ローカル線足切り指標の「輸送密度」とは何か?:杉山淳一の「週刊鉄道経済」(3/5 ページ)
「輸送密度が○○人以下の赤字路線」など、赤字ローカル線廃止問題の報道で「輸送密度」という言葉が登場する。この輸送密度という数値の意味は何か。国鉄時代から取りざたされた輸送密度の数値を知ると、現在の赤字ローカル線廃止問題を理解しやすい。
輸送密度とは何か
さて、ここまで何度も出てきた「輸送密度」とは何か。これは鉄道路線の利用度を示す指標の1つだ。公共交通機関ならではの事業評価方法と言える。民間企業の事業評価は「黒字か赤字か、赤字なら回復の見込みがあるか、その需要はあるか」となる。しかし公共交通事業の場合は、損益よりも需要の有無が重要になる。一定の需要があり、他の事業の収益で補填できるなら廃止できない。公共性の維持が企業の趣旨である。
輸送密度とは「1日1キロメートルあたり、どのくらい運んだか」という指標だ。

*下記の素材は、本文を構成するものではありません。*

//! Error types shared by parsers, generators and the profile registry.

use std::path::{Path, PathBuf};
use thiserror::Error;

/// Coarse classification of a [`ConvertError`], for callers that need to
/// branch on the failure without looking at the message.
#[derive(Debug, Clone, Copy, PartialEq, Eq, Hash)]
pub enum ErrorKind {
    NotFound,
    UnsupportedFormat,
    MalformedDocument,
    Io,
    InvalidState,
}

/// Errors that can occur while parsing, resolving or generating presets.
#[derive(Debug, Error)]
pub enum ConvertError {
    /// Input file or directory does not exist.
    #[error("{what} not found: {}", path.display())]
    NotFound { what: &'static str, path: PathBuf },

    /// Recognized container but unhandled extension or sub-format.
    #[error("Unsupported {what}: {detail}")]
    UnsupportedFormat { what: &'static str, detail: String },

    /// Descriptor bytes are not an object, or required fields are missing.
    #[error("{message}: {}", path.display())]
    MalformedDocument { message: String, path: PathBuf },

    /// Read or write failed at the transport level.
    #[error("{context}: {source}")]
    Io {
        context: String,
        #[source]
        source: std::io::Error,
    },

    /// Operation attempted on a preset that is not usable.
    #[error("Invalid state: {0}")]
    InvalidState(String),
}

impl ConvertError {
    pub fn kind(&self) -> ErrorKind {
        match self {
            Self::NotFound { .. } => ErrorKind::NotFound,
            Self::UnsupportedFormat { .. } => ErrorKind::UnsupportedFormat,
            Self::MalformedDocument { .. } => ErrorKind::MalformedDocument,
            Self::Io { .. } => ErrorKind::Io,
            Self::InvalidState(_) => ErrorKind::InvalidState,
        }
    }

    /// Create a not-found error for `path`.
    pub fn not_found(what: &'static str, path: impl AsRef<Path>) -> Self {
        Self::NotFound {
            what,
            path: path.as_ref().to_path_buf(),
        }
    }

    /// Create an unsupported-format error.
    pub fn unsupported(what: &'static str, detail: impl Into<String>) -> Self {
        Self::UnsupportedFormat {
            what,
            detail: detail.into(),
        }
    }

    /// Create a malformed-document error naming the offending file.
    pub fn malformed(message: impl Into<String>, path: impl AsRef<Path>) -> Self {
        Self::MalformedDocument {
            message: message.into(),
            path: path.as_ref().to_path_buf(),
        }
    }

    /// Wrap an I/O error with a description of what was being done.
    pub fn io(context: impl Into<String>, source: std::io::Error) -> Self {
        Self::Io {
            context: context.into(),
            source,
        }
    }

    pub fn invalid_state(message: impl Into<String>) -> Self {
        Self::InvalidState(message.into())
    }
}

pub type Result<T, E = ConvertError> = std::result::Result<T, E>;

鉄道は人だけではなく貨物も運ぶから、単位は「1キロメートルあたり○○人/日」または「1キロメートルあたり○○トン/日」となる。このうち旅客については「1日1キロメートルあたり平均通過人員」と記され、単位は人/日と記される。
鉄道路線やバス路線の輸送量を比較する場合、単純に利用人数を数えても意味がない。どの路線も全区間を通して乗る人は少ない。途中の駅から乗り、途中の駅で降りる人もいる。「一部区間を乗る人が90人、全区間を乗る人が10人の路線」と、一部区間を乗る人が10人、全区間を乗る人が90人の路線が同じ「利用者100人」になってしまう。そこでまず、利用者ごとに利用した距離を計算する。これを「人キロ」という。
ただし、単純に人キロを比較すると、長距離路線は数字が大きくなりやすく、短距離路線の数字は小さくなりやすい。そこで、利用率を比較するために、人キロを路線の距離で割る。1キロメートルあたりの利用者数で比較するわけだ。
さらに、平日と休日、盆休み、年末年始などで利用者数を加味したい。通勤路線では平日の利用率が高く、観光路線では休日の利用率が高くなるからだ。そこで、1年の利用者数の合計から1日あたりの利用者平均を算出する。これが1日1キロメートルあたり平均通過人員である。単純に平均通過人員と表記される場合も多いし、旅客輸送に限った話では、平均通過人員の意味で輸送密度と称する。
これを数式で表すと、
「調査期間の人キロ」÷「路線の距離(キロメートル)」÷「期間内に営業した日数」
となる。調査期間はほとんどの場合、企業会計年度だ。つまり、4月1日から3月31日まで。「期間内に営業した日数」で割る理由は、閏(うるう)年はもちろんだけど、年度の途中で廃止したり、開業した場合を考慮しているからだ。365日営業した路線と、180日しか営業していない路線では、短期間の路線の方が平均値が高くなってしまう。ただし、災害や事故で運休した期間は含まない。「営業期間でも乗客ゼロだった日」として、路線の実績に反映させるからである。
また前述のように、輸送密度は貨物輸送の評価基準でもある。路線の存廃にあたっては、単純に平均通過人員だけで評価できない。平均通過人員と平均通過トン数の両方を考慮する必要がある。もっとも、日本の旅客鉄道のほとんどにおいて、貨物輸送はゼロまたは比率が小さいので、主要幹線以外は考慮されない。石北本線は本州向けタマネギ輸送で知られているけれども、JR貨物は自治体の援助がなければ廃止の方針だった。逆に、旅客輸送が小さくて貨物輸送が多い場合は、貨物専用線として考えるべきだ。